--- START ---
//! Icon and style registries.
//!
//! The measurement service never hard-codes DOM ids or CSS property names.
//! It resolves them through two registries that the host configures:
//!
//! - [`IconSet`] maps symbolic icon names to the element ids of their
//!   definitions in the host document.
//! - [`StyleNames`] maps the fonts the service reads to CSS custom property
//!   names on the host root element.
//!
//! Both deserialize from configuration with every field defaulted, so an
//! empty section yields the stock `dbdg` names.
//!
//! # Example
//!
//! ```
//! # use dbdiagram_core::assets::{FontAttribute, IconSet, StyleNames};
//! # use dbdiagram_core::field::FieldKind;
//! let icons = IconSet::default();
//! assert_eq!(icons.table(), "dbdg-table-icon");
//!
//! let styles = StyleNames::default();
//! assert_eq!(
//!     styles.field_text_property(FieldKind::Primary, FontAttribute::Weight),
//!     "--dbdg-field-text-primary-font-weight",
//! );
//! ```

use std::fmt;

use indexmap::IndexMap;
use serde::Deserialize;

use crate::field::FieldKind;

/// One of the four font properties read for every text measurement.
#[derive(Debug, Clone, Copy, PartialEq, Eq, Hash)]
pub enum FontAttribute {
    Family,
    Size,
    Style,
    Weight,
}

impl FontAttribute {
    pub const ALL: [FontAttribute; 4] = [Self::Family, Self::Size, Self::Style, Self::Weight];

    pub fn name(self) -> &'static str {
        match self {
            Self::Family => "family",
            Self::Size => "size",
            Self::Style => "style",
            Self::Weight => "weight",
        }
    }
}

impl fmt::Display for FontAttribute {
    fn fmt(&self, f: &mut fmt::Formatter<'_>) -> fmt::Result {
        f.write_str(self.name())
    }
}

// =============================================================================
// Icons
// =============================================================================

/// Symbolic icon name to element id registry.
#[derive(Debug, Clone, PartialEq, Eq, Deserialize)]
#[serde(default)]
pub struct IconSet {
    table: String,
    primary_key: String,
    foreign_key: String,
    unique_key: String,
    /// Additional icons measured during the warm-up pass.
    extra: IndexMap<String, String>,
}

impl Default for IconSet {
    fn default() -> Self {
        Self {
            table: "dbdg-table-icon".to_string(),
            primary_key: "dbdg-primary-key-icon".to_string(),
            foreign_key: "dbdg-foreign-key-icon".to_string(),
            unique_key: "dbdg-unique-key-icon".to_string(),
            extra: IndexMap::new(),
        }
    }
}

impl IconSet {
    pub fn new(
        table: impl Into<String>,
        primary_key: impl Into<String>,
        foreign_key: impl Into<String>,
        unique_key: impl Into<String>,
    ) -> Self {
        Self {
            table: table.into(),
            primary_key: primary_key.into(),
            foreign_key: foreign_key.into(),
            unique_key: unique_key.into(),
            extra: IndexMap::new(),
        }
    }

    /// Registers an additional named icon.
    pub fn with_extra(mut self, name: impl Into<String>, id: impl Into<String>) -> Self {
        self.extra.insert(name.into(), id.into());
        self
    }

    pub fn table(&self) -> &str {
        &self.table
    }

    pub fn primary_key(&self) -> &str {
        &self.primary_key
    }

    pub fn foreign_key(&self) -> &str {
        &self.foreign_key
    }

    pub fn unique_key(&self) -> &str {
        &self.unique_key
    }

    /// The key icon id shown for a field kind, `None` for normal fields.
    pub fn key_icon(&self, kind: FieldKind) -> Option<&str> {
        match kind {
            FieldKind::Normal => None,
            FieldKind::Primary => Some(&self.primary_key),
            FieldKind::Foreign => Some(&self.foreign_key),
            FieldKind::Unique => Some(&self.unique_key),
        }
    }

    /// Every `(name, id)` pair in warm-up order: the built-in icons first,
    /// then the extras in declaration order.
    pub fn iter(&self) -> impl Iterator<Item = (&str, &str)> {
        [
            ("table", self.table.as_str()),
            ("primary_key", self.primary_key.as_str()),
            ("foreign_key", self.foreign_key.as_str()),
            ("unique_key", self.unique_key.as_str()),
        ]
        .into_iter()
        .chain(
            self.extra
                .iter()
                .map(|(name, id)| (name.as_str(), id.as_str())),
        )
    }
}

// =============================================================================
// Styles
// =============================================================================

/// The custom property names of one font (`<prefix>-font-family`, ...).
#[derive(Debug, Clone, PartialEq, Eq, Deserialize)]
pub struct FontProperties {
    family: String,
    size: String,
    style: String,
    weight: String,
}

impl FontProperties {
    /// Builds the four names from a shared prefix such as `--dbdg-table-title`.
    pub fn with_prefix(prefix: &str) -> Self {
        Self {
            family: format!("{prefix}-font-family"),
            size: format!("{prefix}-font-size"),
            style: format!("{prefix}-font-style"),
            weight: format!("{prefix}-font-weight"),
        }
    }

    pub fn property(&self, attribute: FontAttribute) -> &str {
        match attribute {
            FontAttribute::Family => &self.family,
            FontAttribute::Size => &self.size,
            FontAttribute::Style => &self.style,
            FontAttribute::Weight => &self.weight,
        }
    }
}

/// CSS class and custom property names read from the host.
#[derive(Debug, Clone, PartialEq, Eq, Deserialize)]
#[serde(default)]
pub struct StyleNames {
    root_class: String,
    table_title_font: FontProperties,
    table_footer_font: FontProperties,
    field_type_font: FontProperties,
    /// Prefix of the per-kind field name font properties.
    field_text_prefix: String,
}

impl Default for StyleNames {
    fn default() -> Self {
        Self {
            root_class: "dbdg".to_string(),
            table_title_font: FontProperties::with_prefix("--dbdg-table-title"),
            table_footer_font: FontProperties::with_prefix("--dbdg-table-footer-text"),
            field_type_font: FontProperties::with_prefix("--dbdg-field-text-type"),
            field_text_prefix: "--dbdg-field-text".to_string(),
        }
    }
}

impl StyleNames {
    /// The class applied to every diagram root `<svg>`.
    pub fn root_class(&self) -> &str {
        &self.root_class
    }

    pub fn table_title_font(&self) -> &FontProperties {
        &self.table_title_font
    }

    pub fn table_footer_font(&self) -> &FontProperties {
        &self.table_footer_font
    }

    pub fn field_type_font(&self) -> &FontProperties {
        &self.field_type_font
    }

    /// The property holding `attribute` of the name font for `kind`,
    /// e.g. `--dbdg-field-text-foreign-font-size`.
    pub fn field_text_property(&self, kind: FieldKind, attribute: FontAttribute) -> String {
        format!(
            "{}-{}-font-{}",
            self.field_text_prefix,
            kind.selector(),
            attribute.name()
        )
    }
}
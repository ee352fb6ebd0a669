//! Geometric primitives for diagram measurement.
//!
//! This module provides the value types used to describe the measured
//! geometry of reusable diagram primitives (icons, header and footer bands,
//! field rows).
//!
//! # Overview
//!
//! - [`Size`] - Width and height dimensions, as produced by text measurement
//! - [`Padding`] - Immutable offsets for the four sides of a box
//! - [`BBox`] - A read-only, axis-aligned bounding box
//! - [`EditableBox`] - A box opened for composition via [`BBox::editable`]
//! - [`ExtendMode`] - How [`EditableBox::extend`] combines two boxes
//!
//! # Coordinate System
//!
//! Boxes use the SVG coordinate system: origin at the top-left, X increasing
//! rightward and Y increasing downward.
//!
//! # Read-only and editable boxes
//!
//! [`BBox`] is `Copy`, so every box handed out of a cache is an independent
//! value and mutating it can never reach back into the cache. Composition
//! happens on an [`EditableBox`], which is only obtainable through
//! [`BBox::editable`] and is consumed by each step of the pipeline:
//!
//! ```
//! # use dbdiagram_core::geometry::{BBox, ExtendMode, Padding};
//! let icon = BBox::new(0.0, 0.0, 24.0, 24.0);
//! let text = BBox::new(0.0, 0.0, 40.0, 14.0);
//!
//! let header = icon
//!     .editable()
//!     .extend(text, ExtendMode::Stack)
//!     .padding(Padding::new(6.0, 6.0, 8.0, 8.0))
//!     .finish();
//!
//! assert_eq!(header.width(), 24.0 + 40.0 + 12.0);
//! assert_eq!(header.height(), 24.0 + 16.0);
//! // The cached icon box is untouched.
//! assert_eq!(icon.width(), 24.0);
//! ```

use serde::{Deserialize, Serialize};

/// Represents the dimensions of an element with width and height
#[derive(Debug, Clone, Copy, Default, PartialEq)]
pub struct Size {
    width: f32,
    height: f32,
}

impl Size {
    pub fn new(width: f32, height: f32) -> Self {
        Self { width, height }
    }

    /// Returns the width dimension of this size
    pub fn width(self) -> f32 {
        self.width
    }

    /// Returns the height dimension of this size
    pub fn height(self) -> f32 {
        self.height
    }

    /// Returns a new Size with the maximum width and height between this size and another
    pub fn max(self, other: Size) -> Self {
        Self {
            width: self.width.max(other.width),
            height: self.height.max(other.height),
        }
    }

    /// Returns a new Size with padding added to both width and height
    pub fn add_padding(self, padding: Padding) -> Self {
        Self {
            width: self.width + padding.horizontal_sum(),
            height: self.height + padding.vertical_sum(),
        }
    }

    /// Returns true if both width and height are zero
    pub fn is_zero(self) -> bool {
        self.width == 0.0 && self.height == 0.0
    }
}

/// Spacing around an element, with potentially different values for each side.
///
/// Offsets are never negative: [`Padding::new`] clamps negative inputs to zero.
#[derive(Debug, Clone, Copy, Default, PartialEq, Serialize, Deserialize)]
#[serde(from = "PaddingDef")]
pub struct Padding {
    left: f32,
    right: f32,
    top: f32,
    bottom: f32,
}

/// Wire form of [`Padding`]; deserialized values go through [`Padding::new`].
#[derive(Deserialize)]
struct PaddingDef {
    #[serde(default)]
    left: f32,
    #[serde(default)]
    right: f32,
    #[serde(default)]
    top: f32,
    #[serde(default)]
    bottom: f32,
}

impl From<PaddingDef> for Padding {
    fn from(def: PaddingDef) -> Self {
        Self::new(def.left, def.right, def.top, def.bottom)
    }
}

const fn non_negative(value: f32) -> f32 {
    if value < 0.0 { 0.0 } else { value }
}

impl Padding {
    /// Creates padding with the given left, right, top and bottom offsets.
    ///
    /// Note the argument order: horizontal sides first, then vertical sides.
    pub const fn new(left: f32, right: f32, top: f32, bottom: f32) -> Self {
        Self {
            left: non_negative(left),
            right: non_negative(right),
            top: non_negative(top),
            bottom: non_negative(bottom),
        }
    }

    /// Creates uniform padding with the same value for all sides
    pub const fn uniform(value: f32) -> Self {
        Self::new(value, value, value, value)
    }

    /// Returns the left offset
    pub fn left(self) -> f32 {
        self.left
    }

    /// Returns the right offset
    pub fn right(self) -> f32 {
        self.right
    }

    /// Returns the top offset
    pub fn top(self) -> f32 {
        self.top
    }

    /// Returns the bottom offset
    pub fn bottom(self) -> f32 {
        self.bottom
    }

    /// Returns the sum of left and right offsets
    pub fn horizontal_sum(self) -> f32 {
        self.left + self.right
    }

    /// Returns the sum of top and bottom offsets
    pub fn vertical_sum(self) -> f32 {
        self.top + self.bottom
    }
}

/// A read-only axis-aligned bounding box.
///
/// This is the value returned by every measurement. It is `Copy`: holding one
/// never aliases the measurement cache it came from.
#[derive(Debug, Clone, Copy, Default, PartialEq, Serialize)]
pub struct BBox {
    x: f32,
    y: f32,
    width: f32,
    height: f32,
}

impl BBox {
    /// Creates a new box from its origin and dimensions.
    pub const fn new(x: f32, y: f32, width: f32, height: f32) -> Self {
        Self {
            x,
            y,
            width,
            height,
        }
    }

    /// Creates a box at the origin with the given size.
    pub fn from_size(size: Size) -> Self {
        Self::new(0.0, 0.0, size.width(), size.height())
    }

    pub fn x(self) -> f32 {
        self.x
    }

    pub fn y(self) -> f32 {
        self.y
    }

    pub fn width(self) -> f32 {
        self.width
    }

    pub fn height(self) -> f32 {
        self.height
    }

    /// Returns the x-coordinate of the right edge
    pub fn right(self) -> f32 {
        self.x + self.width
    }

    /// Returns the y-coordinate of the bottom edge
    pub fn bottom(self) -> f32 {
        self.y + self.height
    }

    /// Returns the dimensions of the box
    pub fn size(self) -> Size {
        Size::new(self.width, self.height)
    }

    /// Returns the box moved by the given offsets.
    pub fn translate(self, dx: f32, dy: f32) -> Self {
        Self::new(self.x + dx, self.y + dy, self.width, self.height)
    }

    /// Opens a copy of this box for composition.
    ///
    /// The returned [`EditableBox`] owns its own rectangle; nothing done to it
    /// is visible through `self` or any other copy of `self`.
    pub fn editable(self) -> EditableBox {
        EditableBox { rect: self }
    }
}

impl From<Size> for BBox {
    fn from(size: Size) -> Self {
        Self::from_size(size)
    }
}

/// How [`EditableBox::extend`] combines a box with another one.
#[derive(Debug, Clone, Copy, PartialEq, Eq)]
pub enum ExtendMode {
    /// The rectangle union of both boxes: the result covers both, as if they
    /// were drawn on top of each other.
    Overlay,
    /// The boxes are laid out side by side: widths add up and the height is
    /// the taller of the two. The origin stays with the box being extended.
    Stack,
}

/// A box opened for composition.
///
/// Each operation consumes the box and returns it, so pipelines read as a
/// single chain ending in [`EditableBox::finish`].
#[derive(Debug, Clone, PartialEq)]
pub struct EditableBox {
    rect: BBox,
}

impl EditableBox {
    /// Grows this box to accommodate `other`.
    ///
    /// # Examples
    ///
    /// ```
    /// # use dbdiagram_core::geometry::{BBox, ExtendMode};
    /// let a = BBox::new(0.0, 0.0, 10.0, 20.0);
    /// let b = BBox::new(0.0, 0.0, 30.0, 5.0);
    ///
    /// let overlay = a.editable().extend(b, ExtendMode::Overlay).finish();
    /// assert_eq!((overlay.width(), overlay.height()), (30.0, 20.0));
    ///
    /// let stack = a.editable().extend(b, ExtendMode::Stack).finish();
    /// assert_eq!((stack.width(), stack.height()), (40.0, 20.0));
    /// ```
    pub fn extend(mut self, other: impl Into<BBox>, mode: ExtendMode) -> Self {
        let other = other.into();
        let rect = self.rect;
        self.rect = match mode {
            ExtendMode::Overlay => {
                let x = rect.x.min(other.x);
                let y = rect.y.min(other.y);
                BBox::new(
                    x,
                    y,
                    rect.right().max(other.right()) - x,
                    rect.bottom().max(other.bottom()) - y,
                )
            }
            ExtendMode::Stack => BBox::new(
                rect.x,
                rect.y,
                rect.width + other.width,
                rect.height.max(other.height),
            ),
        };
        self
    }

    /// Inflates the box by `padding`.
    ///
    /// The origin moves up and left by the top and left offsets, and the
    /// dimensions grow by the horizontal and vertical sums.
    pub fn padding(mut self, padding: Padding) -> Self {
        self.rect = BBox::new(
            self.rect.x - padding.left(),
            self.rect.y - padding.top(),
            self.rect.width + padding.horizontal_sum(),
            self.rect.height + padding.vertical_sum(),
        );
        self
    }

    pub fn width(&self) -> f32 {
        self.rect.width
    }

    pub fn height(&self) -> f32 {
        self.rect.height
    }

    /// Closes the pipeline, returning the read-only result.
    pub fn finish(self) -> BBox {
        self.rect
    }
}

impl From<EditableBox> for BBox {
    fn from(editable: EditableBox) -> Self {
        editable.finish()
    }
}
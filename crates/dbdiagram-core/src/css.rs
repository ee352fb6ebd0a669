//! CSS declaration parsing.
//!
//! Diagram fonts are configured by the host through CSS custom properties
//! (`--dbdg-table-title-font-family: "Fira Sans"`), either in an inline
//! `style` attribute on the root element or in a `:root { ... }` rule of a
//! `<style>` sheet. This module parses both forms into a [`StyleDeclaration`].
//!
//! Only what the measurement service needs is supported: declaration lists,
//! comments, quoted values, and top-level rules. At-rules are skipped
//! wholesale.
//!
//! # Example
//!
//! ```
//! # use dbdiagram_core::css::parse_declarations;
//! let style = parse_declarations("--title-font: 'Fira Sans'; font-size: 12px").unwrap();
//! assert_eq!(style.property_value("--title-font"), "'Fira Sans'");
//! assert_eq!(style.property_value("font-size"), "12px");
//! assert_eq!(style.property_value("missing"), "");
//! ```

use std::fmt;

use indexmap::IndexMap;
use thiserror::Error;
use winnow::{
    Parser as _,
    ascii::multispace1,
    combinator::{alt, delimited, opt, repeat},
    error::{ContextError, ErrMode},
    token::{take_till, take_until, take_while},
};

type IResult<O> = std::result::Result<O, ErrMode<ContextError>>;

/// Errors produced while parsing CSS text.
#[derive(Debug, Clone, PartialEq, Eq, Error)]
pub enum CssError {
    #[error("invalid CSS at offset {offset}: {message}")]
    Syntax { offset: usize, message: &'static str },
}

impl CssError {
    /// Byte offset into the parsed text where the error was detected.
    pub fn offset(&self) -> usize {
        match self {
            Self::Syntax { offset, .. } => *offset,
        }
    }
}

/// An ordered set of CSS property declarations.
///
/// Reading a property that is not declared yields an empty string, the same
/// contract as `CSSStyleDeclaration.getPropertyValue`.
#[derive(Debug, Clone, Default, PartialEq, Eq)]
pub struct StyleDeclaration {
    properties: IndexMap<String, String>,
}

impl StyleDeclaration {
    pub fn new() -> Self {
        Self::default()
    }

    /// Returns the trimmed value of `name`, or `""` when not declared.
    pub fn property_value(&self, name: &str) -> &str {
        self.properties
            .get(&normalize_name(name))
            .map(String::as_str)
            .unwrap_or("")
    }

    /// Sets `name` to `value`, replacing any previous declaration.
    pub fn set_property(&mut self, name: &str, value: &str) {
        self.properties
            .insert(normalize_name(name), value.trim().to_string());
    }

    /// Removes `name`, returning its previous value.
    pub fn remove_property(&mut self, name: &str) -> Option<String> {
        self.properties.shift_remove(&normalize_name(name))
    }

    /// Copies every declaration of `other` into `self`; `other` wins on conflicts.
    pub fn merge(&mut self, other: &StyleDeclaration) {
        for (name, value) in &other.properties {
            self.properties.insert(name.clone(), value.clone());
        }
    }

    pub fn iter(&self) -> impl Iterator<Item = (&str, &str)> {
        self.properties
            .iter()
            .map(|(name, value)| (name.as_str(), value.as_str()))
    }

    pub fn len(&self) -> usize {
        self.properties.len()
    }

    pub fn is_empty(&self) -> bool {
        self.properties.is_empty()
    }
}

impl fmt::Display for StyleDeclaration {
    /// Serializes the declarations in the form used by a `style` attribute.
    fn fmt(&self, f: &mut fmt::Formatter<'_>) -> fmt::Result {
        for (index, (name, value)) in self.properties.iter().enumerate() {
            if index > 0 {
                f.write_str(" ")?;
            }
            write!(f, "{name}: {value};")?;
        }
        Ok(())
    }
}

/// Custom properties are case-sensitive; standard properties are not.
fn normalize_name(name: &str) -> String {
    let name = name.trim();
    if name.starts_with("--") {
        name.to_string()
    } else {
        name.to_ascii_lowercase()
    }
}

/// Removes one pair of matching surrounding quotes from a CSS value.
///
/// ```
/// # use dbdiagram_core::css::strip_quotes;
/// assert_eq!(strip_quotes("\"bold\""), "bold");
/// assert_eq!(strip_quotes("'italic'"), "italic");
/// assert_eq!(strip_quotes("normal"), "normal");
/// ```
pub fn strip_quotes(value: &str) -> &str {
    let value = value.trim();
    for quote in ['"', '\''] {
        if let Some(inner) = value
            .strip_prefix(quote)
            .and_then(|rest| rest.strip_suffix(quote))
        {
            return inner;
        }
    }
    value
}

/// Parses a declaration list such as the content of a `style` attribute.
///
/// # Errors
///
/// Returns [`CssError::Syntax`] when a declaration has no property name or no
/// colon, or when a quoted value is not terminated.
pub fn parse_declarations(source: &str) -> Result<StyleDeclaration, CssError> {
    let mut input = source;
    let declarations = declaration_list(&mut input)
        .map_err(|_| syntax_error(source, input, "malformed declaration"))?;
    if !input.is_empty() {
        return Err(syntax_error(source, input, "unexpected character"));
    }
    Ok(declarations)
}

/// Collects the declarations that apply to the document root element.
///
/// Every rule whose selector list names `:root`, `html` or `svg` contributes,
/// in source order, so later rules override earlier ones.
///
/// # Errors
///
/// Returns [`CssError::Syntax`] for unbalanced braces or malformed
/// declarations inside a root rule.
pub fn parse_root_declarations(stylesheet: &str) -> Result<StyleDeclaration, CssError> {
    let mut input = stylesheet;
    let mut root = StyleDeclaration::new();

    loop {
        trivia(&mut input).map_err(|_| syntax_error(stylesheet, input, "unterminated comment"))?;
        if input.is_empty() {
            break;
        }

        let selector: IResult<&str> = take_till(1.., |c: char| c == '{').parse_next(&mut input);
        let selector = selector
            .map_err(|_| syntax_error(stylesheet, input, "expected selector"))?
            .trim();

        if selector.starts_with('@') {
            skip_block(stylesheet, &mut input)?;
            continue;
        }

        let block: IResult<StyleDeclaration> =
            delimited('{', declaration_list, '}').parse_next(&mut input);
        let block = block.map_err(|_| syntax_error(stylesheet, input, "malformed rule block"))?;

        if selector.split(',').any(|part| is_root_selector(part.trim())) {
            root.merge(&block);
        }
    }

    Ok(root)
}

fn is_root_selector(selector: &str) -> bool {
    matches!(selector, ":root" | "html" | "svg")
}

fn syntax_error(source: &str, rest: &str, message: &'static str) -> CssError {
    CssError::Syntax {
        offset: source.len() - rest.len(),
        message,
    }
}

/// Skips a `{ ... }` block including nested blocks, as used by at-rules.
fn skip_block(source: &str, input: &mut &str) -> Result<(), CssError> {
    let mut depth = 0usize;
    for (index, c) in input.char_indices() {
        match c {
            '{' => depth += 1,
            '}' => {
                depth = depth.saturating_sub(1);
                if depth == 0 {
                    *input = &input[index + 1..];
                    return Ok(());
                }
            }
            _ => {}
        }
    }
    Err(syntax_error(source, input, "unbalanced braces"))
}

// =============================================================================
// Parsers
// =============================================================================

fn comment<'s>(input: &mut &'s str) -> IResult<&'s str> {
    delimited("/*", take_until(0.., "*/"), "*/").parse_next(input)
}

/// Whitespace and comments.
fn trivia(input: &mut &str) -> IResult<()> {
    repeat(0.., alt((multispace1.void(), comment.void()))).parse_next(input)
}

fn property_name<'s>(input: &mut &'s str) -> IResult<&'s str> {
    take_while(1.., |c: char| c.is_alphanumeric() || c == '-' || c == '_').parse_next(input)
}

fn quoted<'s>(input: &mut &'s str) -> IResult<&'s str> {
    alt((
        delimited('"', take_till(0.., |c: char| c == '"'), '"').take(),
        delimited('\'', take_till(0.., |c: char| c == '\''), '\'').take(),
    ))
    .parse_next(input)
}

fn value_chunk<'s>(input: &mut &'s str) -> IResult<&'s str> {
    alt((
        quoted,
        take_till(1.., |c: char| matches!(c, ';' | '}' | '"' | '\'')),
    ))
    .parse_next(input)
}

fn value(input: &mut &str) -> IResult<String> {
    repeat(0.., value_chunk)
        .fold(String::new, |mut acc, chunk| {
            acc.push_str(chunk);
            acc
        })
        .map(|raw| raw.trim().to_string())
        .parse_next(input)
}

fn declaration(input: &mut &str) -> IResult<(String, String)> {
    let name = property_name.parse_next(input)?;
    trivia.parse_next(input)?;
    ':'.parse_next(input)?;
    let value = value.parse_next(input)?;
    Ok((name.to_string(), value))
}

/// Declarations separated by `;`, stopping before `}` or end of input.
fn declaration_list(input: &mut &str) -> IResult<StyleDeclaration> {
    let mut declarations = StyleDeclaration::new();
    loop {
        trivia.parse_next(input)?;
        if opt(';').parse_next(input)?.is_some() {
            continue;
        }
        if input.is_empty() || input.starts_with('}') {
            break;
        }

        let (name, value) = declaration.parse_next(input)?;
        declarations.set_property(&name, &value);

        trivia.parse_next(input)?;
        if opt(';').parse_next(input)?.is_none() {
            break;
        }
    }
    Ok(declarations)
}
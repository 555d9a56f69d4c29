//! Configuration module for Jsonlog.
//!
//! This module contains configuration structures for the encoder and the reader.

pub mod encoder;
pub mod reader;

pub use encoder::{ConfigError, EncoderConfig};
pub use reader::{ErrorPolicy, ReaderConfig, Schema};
--- END ---
Required work :: Work out how many lines in the entries above include the word "unbalanced". Respond with only the number.

Solution to this exercise :: 2